There’s lots you can do to help improve your wellbeing but sometimes you may need to ask professionals for help and support.
It’s a really difficult situation, but there are plenty of people who can help.
Your first step should be talking to somebody you trust. This could be a parent / carer, another family member or a friend. Talking to somebody who can listen to you, can really help you feel better about the issue you are experiencing and make you feel as though you are not having to deal with this on your own.
Visiting your doctor can help in a few different ways. They can listen – if your willing to talk to them. If you have been self-harming the doctor will be able to treat injuries and give medical advice.
They could also refer you for specialist help if you need it. This could be a therapist who will work with you to discuss your thoughts and feelings and how this is affecting you.
Speak to somebody you can trust at school, this could be your form teacher or a teacher you have a good relationship with.
Teachers are becoming increasingly aware of child self-harm and mental illness. The school will almost certainly have experience of helping other pupils and their families.
The school should be able to provide a named member of staff who you can go to if they’re struggling with low mood or wanting to harm themselves. This might be a counsellor, a mentor or a nurse, for example.
You are at school for a large part of the day so having staff aware of the concerns and keeping an eye out for you during this time can be reassuring.
Childline has trained counsellors who can help you to talk about the emotions you may be feeling. It’s a safe space for children to think about ways to improve your situation. You may find it easier to open up to someone they don’t know.
Childline talks to under 19’s online or over the telephone on 0800 1111. Calls are free and do not show up on itemised phone bills.
Childline’s website offers advice on many topics that affect young people such as mental illness,
depression, self-harm, suicidal thoughts and coping with exam stress.
In North Yorkshire there are a number of services who can help in relation to your mental health and wellbeing, they include North Yorkshire CAMHS, Compass REACH, Healthy Child Team, and North Yorkshire County Council Children & Families Service. Visit the Do you need some help page for further details on what these services offer and how you can access support from them.
North Yorkshire Youth Voice have produced information and guidance for children and young people concerned about their mental health, in the form of the Mental Health Flowchart below. To download a copy click on the image:
Who else can help?
YoungMinds offer advice and support to adults, parents and professionals who are worried about the emotional welfare and behaviour of a child or young person.
YoungMinds also help children to improve their mental health and emotional wellbeing. So you could show their website to a young person if they’re struggling with mental health problems.
SelfharmUK support young people who self-harm. They also give advice to their parents, siblings and friends.

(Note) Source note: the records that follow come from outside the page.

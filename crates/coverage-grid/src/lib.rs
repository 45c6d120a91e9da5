//! Axis and rectilinear-grid indexing for gridded earth-science data.
//!
//! The crate models 1D coordinate axes (spatial, vertical, temporal) that
//! support nearest-index search and per-cell bounds, and composes pairs of
//! axes into 2D rectilinear grids with cell lookup, containment tests, and
//! row-major index linearization. Everything is immutable after construction
//! and safe for concurrent reads.

pub mod axis;
pub mod cell;
pub mod error;
pub mod grid;
pub mod time;
pub mod vertical;

pub use axis::{Axis, AxisCoordinate, ReferenceableAxis};
pub use cell::{GridCell, GridCoordinates2D, GridExtent};
pub use error::AxisError;
pub use grid::{DomainObjects, RectilinearGrid};
pub use time::{CalendarParseError, CalendarSystem, TimeAxis};
pub use vertical::{VerticalAxis, VerticalCrs};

Family Lives speak to anyone in a care-giving role who wants advice on any issues around parenting, such as self-harm and depression and the effect on other family members.
Papyrus speak for free to young people under 35 that are feeling suicidal as well as anyone (like family, friends or professionals) concerned about a young person at risk of suicide.
The Samaritans offer support and advice to anyone experiencing feelings of distress, despair or considering suicide and are available 24 hours a day.
Kooth offers free, safe, anonymous online counselling and support for young people aged 11-18, weekdays 12pm until 10pm and weekends 6pm until 10pm 365 days a year.